The truth was, she didn’t much care about the quality of the picture. What interested her was information. The TV was at least good enough to receive local channels, and since Sherman had disappeared, Myrna always watched the noon and nightly news.
It had been almost a month now since she’d pursued her son through the swamp, sending piercing spotlight beams into the blackness, calling for him to return, knowing he could hear her or at least hear the rumbling and rattling of the old pickup truck.
But he hadn’t replied. When she’d turned off the truck’s engine from time to time to listen, her calls were met only with the teeming, vibrant indifference of the swamp. It had been infuriating, almost like an insult.
Sherman had surprised her. He’d been raised at the edge of the swamp and knew what it was, how it could kill. Of course, he also knew what might happen if he returned home. But boys that age didn’t think logically. Even after she’d given up and returned to the house, she’d waited and waited, thinking he’d stomp up onto the porch and open the door tired and hungry and hopeless, needing his mother.
Sherman had surprised her, all right. It had been almost a month since he’d run away. He must be dead. He’d chosen his own eventual but certain death in the swamp rather than at her hands.
That puzzled Myrna. Sherman
must
have thought there was some slight chance that he might talk her out of it, that she’d show him some mercy. After all, she was his mother. Yet he’d faced up to reality.
Still, he was a boy.
With a man’s balls, she thought, not without some motherly pride, as she sat sipping beer and waiting for a commercial to end.
Myrna was human, and Sherman
was
her son. But if time didn’t heal, it at least produced a scab. She went days now without thinking about Sherman. There were some bad ways to die in the dark waters of the swamp, and for a long while after his flight her sleep had been interrupted by dreams. But Myrna was a hard and practical woman. That was what the world required of her. She slept well enough, and thought less and less about Sherman as the weeks passed. It wasn’t as if she’d had a choice. She told herself that often. She hadn’t made the goddamned rules. The world had.
Men
had.
She settled down into her recliner with a beer to watch the television noon news out of Tampa, as she did every day.
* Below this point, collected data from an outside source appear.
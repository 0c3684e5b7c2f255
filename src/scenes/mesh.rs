use anyhow::Result;
use glam::Vec3;
use std::path::Path;

use crate::context::SceneContext;
use crate::loaders;
use crate::render::Renderer;
use crate::scene::{LightSource, Material, Scene, SceneNode, Transform};
use crate::viewport::Viewport;

const MODEL_COLOR: [f32; 3] = [0.7, 0.7, 0.75];
const MODEL_SCALE: f32 = 3.0;

/// Loads a model from disk and places it at the origin, scaled up
///
/// Initialization fails if the load fails; the loop is never entered with a
/// half-built scene.
pub fn bootstrap_mesh<R: Renderer>(
    renderer: R,
    viewport: Viewport,
    model_path: impl AsRef<Path>,
) -> Result<SceneContext<R>> {
    let mesh = loaders::load_mesh(model_path)?;

    let mut scene = Scene::new();
    scene.add(
        SceneNode::mesh("model", mesh, Material::new(MODEL_COLOR))
            .with_transform(Transform::at(Vec3::ZERO).with_scale(MODEL_SCALE)),
    );
    scene.add(SceneNode::light(
        "key",
        LightSource::white(Vec3::new(10.0, 20.0, 20.0)),
    ));

    Ok(SceneContext::new(renderer, viewport, scene))
}
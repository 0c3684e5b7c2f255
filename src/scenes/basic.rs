use crate::context::SceneContext;
use crate::render::Renderer;
use crate::scene::Scene;
use crate::viewport::Viewport;

/// Empty scene, default camera; the loop starts immediately
pub fn bootstrap_basic<R: Renderer>(renderer: R, viewport: Viewport) -> SceneContext<R> {
    SceneContext::new(renderer, viewport, Scene::new())
}

#[cfg(test)]
mod tests {
    use super::*;
    use crate::render::test_support::MockRenderer;

    #[test]
    fn test_basic_scene_is_empty() {
        let viewport = Viewport::new(800, 600).unwrap();
        let ctx = bootstrap_basic(MockRenderer::new(800, 600), viewport);

        assert!(ctx.scene().is_empty());
        assert_eq!(ctx.camera().aspect(), 800.0 / 600.0);
        assert!(ctx.controls().is_none());
        assert!(ctx.raymarch().is_none());
    }
}
use anyhow::{ensure, Context, Result};
use std::path::Path;

/// Entry points the raymarch pipeline expects from the loaded module
const REQUIRED_ENTRY_POINTS: [&str; 2] = ["vs_main", "fs_main"];

/// WGSL source loaded from disk and sanity-checked
///
/// Holding this type is proof the load succeeded; the raymarch bootstrap
/// takes it instead of a path so a failed load can never reach the loop.
#[derive(Debug, Clone)]
pub struct ShaderSource {
    source: String,
}

impl ShaderSource {
    pub fn as_str(&self) -> &str {
        &self.source
    }
}

/// Loads a WGSL shader module from a file
pub fn load_shader_source(path: impl AsRef<Path>) -> Result<ShaderSource> {
    let path = path.as_ref();
    log::info!("loading shader: {}", path.display());

    let source = std::fs::read_to_string(path)
        .with_context(|| format!("failed to read shader {}", path.display()))?;

    ensure!(
        !source.trim().is_empty(),
        "shader {} is empty",
        path.display()
    );

    for entry in REQUIRED_ENTRY_POINTS {
        ensure!(
            source.contains(entry),
            "shader {} is missing entry point `{}`",
            path.display(),
            entry
        );
    }

    Ok(ShaderSource { source })
}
It had become so routine she’d almost forgotten why.
“Following up on an earlier story…” said the voice from the TV.
One of the regular anchors, a made-up, jaundiced blonde with too much hair and lipstick, was back. “…the child who’s come to be known only as the Swamp Boy still hasn’t been identified. He was found wandering the road in Harrison County yesterday, his leg injured, apparently by an animal, judging by the bite marks. He was carrying no identification and still hasn’t spoken. Doctors say that other than the leg injury he’s physically healthy but in a state of shock. They’re hoping that someday soon he’ll be able to say his name and tell us who he is”—the anchorwoman put on a serious pout and leaned toward the camera—“and what happened to him.”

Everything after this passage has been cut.